2. Wire the wifi enabled thermostat to both zones and place it in the basement so that I could set it to turn on both zones if the basement went below 35 or so and if needed remotely raise the temperature of the hole house.

My though is that this would enable guests to play with the thermostats upstairs to their hearts content, but give me the piece of mind of having a backup.


----------



## Chris (Dec 5, 2016)

I just did this with a house I have out of state just so I could monitor it and also turn the heat up before I got there. I only had one zone though but I have a great peace of mind that I can click on an app to check the temp in the house and outside. I had some problems with wiring because my house was built with 4 wires and no Common (Power) wire to the thermostat because back in 2001 they didn't have these wifi ones. I had to steal my fan wire and convert to common and change it in the furnace. I lost the ability to have the fan only on but it still works like normal with the heat and AC. I am not sure how the two zones works as that is above my abilities.


----------



## aNYCdb (Dec 5, 2016)

Chris said:


> I just did this with a house I have out of state just so I could monitor it and also turn the heat up before I got there. I only had one zone though but I have a great peace of mind that I can click on an app to check the temp in the house and outside. I had some problems with wiring because my house was built with 4 wires and no Common (Power) wire to the thermostat because back in 2001 they didn't have these wifi ones. I had to steal my fan wire and convert to common and change it in the furnace. I lost the ability to have the fan only on but it still works like normal with the heat and AC. I am not sure how the two zones works as that is above my abilities.



Good to know. I just tore down a bunch of fake paneling on many of the walls, so I think I'm going to rewire anyway.


----------



## kok328 (Dec 5, 2016)

Chris said:


> I just did this with a house I have out of state just so I could monitor it and also turn the heat up before I got there. I only had one zone though but I have a great peace of mind that I can click on an app to check the temp in the house and outside. I had some problems with wiring because my house was built with 4 wires and no Common (Power) wire to the thermostat because back in 2001 they didn't have these wifi ones.
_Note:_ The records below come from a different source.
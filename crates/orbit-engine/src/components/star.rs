use glam::Vec2;

use crate::core::rng::Rng;

/// One star of the fixed pool. Position is relative to the screen centre.
#[derive(Debug, Clone, PartialEq)]
pub struct Star {
    pub pos: Vec2,
    /// Resting brightness the twinkle schedule varies around.
    pub base: f32,
    pub alpha: f32,
    pub target_alpha: f32,
    /// Next scheduled twinkle change.
    pub next_twinkle_ms: f64,
    /// End of the current bright flash, if one is running.
    pub flash_until_ms: Option<f64>,
}

impl Star {
    pub const FLASH_MS: f64 = 800.0;
    pub const FLASH_RADIUS: f32 = 1.6;
    pub const DOT_RADIUS: f32 = 1.1;

    /// New star anywhere in a plane twice the viewport size.
    pub fn spawn(rng: &mut Rng, size: Vec2, now_ms: f64) -> Self {
        Self {
            pos: Vec2::new(
                (rng.next_f32() - 0.5) * size.x * 2.0,
                (rng.next_f32() - 0.5) * size.y * 2.0,
            ),
            base: rng.range(0.15, 0.5),
            alpha: 0.0,
            target_alpha: 0.0,
            next_twinkle_ms: now_ms + Self::twinkle_gap(rng),
            flash_until_ms: None,
        }
    }

    /// 0.5 to 2 seconds between scheduled twinkles.
    pub fn twinkle_gap(rng: &mut Rng) -> f64 {
        500.0 + rng.next_f32() as f64 * 1500.0
    }

    pub fn is_flashing(&self) -> bool {
        self.flash_until_ms.is_some()
    }

    pub fn radius(&self) -> f32 {
        if self.is_flashing() {
            Self::FLASH_RADIUS
        } else {
            Self::DOT_RADIUS
        }
    }
}

/// Short-lived streak entering from a screen edge.
#[derive(Debug, Clone, PartialEq)]
pub struct Meteor {
    /// Screen-space position.
    pub pos: Vec2,
    /// Pixels per frame.
    pub vel: Vec2,
    pub age: u32,
    pub max_age: f32,
    pub len: f32,
}

impl Meteor {
    const EDGE_MARGIN: f32 = 20.0;
    const CULL_MARGIN: f32 = 120.0;

    pub fn spawn(rng: &mut Rng, size: Vec2) -> Self {
        let speed = rng.range(3.5, 5.7);
        let drift = rng.range(-0.6, 0.6);
        let (pos, vel) = match rng.next_int(4) {
            0 => (
                Vec2::new(rng.next_f32() * size.x, -Self::EDGE_MARGIN),
                Vec2::new(drift, speed),
            ),
            1 => (
                Vec2::new(size.x + Self::EDGE_MARGIN, rng.next_f32() * size.y),
                Vec2::new(-speed, drift),
            ),
            2 => (
                Vec2::new(rng.next_f32() * size.x, size.y + Self::EDGE_MARGIN),
                Vec2::new(drift, -speed),
            ),
            _ => (
                Vec2::new(-Self::EDGE_MARGIN, rng.next_f32() * size.y),
                Vec2::new(speed, drift),
            ),
        };
        Self {
            pos,
            vel,
            age: 0,
            max_age: rng.range(120.0, 220.0),
            len: rng.range(40.0, 100.0),
        }
    }

    /// Advance one frame. Returns false when expired or well off screen.
    pub fn tick(&mut self, size: Vec2) -> bool {
        self.pos += self.vel;
        self.age += 1;
        let m = Self::CULL_MARGIN;
        (self.age as f32) <= self.max_age
            && self.pos.x >= -m
            && self.pos.y >= -m
            && self.pos.x <= size.x + m
            && self.pos.y <= size.y + m
    }

    pub fn tail(&self) -> Vec2 {
        self.pos - self.vel * (self.len / 10.0)
    }

    pub fn alpha(&self) -> f32 {
        (1.0 - self.age as f32 / self.max_age).max(0.0)
    }
}
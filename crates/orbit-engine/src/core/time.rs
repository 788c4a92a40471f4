/// Wall clock for the frame loop.
/// Fed with the page's animation-frame timestamps (milliseconds).
#[derive(Debug, Clone)]
pub struct FrameClock {
    now_ms: f64,
    dt_ms: f64,
    frame: u64,
    started: bool,
}

impl FrameClock {
    pub fn new() -> Self {
        Self {
            now_ms: 0.0,
            dt_ms: 0.0,
            frame: 0,
            started: false,
        }
    }

    /// Start the clock at a known timestamp without counting a frame.
    pub fn starting_at(now_ms: f64) -> Self {
        Self {
            now_ms,
            dt_ms: 0.0,
            frame: 0,
            started: true,
        }
    }

    /// Move to the given timestamp and count one frame. Returns the frame delta.
    /// Timestamps that run backwards are clamped, so every timed phase sees a
    /// non-decreasing clock.
    pub fn advance_to(&mut self, timestamp_ms: f64) -> f64 {
        if !self.started {
            self.started = true;
            self.now_ms = timestamp_ms;
            self.dt_ms = 0.0;
        } else {
            self.dt_ms = (timestamp_ms - self.now_ms).max(0.0);
            self.now_ms += self.dt_ms;
        }
        self.frame += 1;
        self.dt_ms
    }

    /// Current time in milliseconds.
    pub fn now_ms(&self) -> f64 {
        self.now_ms
    }

    /// Delta of the most recent frame in milliseconds.
    pub fn dt_ms(&self) -> f64 {
        self.dt_ms
    }

    /// Number of frames counted so far.
    pub fn frame(&self) -> u64 {
        self.frame
    }
}

impl Default for FrameClock {
    fn default() -> Self {
        Self::new()
    }
}

#[cfg(test)]
mod tests {
    use super::*;

    #[test]
    fn first_frame_has_zero_delta() {
        let mut clock = FrameClock::new();
        assert_eq!(clock.advance_to(5000.0), 0.0);
        assert_eq!(clock.now_ms(), 5000.0);
        assert_eq!(clock.frame(), 1);
    }

    #[test]
    fn delta_tracks_timestamps() {
        let mut clock = FrameClock::starting_at(0.0);
        let dt = clock.advance_to(16.5);
        assert!((dt - 16.5).abs() < 1e-9);
        assert_eq!(clock.frame(), 1);
    }

    #[test]
    fn backwards_timestamps_are_clamped() {
        let mut clock = FrameClock::starting_at(100.0);
        let dt = clock.advance_to(90.0);
        assert_eq!(dt, 0.0);
        assert_eq!(clock.now_ms(), 100.0);
    }
}
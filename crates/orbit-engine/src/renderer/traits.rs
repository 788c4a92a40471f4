//! Contract for the decorative ship renderer.
//!
//! The page may host a 3D ship on its own canvas. The core drives it through
//! [`ShipRenderer`]; the renderer is an enhancement only. When it fails, the
//! link drops it and navigation carries on without a visible ship.

use std::error::Error;
use std::fmt;

use crate::components::ship::Ship;
use crate::core::viewport::Viewport;

/// Ship placement as handed to the renderer.
#[derive(Debug, Clone, Copy, PartialEq)]
pub struct ShipPose {
    /// Position as a 0..1 fraction of the viewport.
    pub x: f32,
    pub y: f32,
    pub heading_deg: f32,
    /// Only set when the scale changed (in flight or on landing).
    pub scale: Option<f32>,
}

impl ShipPose {
    pub fn from_ship(ship: &Ship, viewport: &Viewport, angle_offset_deg: f32, with_scale: bool) -> Self {
        let n = viewport.normalize(ship.pos);
        Self {
            x: n.x,
            y: n.y,
            heading_deg: ship.heading_deg + angle_offset_deg,
            scale: with_scale.then_some(ship.scale),
        }
    }
}

/// Failure reported by a ship renderer.
#[derive(Debug, Clone, PartialEq, Eq)]
pub struct ShipRendererError(pub String);

impl fmt::Display for ShipRendererError {
    fn fmt(&self, f: &mut fmt::Formatter<'_>) -> fmt::Result {
        write!(f, "ship renderer: {}", self.0)
    }
}

impl Error for ShipRendererError {}

/// External ship renderer.
///
/// # Example Implementation
///
/// ```ignore
/// struct LoggingShip;
///
/// impl ShipRenderer for LoggingShip {
///     fn place(&mut self, pose: ShipPose) -> Result<(), ShipRendererError> {
///         log::trace!("ship at {:.3},{:.3}", pose.x, pose.y);
///         Ok(())
///     }
///
///     fn set_engine(&mut self, on: bool) -> Result<(), ShipRendererError> {
///         log::trace!("engine {}", on);
///         Ok(())
///     }
/// }
/// ```
pub trait ShipRenderer {
    /// Move the ship. Called after every position or heading change.
    fn place(&mut self, pose: ShipPose) -> Result<(), ShipRendererError>;

    /// Toggle the propulsion effect.
    fn set_engine(&mut self, on: bool) -> Result<(), ShipRendererError>;
}

/// Optional, self-disabling connection to a [`ShipRenderer`].
#[derive(Default)]
pub struct ShipLink {
    renderer: Option<Box<dyn ShipRenderer>>,
}

impl ShipLink {
    pub fn new() -> Self {
        Self::default()
    }

    pub fn attach(&mut self, renderer: Box<dyn ShipRenderer>) {
        self.renderer = Some(renderer);
    }

    pub fn is_attached(&self) -> bool {
        self.renderer.is_some()
    }

    pub fn place(&mut self, pose: ShipPose) {
        self.call(|r| r.place(pose));
    }

    pub fn set_engine(&mut self, on: bool) {
        self.call(|r| r.set_engine(on));
    }

    fn call(&mut self, f: impl FnOnce(&mut dyn ShipRenderer) -> Result<(), ShipRendererError>) {
        let Some(renderer) = self.renderer.as_deref_mut() else {
            return;
        };
        if let Err(err) = f(renderer) {
            log::warn!("{}; continuing without the ship renderer", err);
            self.renderer = None;
        }
    }
}

impl fmt::Debug for ShipLink {
    fn fmt(&self, f: &mut fmt::Formatter<'_>) -> fmt::Result {
        f.debug_struct("ShipLink")
            .field("attached", &self.is_attached())
            .finish()
    }
}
I had to steal my fan wire and convert to common and change it in the furnace. I lost the ability to have the fan only on but it still works like normal with the heat and AC. I am not sure how the two zones works as that is above my abilities.



One member had the same issue of not having that common wire.
I tipped him off that sometimes when all wires are not needed, they will be cut back and to reveal a little insulation, you may find excess wires.  Other times, they ran the exact number of conductors they needed and there is no other option than to rob the fan wire.  check it out if you want to get your fan back.


----------



## kok328 (Dec 5, 2016)

aNYCdb said:


> I had another idea I wanted to float by folks. Currently in my house in upstate New York I have two zones of heat each with an old style mechanical thermostat (not line voltage). One of the potential issues I'm facing is we occasionally intend to let friends stay with us and I'm worried that if they turn the heat down in one of the zones and forget about it it may result in pipe freezing issues. I recently picked up two new standard 7 day thermostats and a similar wifi enabled version and I was wondering if I could do the following.
> 
> 1. Replace the two existing thermostats with the 7 day programmable one.
> 2. Wire the wifi enabled thermostat to both zones and place it in the basement so that I could set it to turn on both zones if the basement went below 35 or so and if needed remotely raise the temperature of the hole house.
> ...



My :2cents:?  I think your over-thinking this. If wiring allows, replace the mechanical thermostats with programmables that have a password feature but, still allows for a few degrees of adjustment and your all set.
Guest will be able to adjust the temp a few degrees but, will not be allowed to drop the temp so far to allow for freezing.  You'll also want the ON/OFF feature to be passworded also.


----------



## Chris (Dec 5, 2016)

kok328 said:


> One member had the same issue of not having that common wire.
> I tipped him off that sometimes when all wires are not needed, they will be cut back and to reveal a little insulation, you may find excess wires.  Other times, they ran the exact number of conductors they needed and there is no other option than to rob the fan wire.  check it out if you want to get your fan back.



Already checked that, was hoping to find a wire hidden in there but no luck. They cheaped out on this one and only ran the 4.


----------



## nealtw (Dec 5, 2016)

Chris said:


> Already checked that, was hoping to find a wire hidden in there but no luck. They cheaped out on this one and only ran the 4.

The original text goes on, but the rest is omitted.